*YOUR GOAL*
Search the records for the string "CoreError" and copy every line where it turns up.

Dataset entries
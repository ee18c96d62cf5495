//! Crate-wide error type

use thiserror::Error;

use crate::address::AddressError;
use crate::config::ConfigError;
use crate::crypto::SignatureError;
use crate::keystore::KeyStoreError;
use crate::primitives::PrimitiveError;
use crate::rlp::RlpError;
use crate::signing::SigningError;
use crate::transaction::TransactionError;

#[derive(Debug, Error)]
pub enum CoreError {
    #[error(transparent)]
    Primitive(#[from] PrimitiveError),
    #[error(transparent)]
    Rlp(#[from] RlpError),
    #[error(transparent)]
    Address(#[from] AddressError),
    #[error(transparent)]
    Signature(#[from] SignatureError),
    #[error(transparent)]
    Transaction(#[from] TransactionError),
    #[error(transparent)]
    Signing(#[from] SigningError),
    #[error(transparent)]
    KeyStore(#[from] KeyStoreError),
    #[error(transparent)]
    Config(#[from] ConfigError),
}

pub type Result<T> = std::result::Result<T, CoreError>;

*ANSWER*
pub enum CoreError {
pub type Result<T> = std::result::Result<T, CoreError>;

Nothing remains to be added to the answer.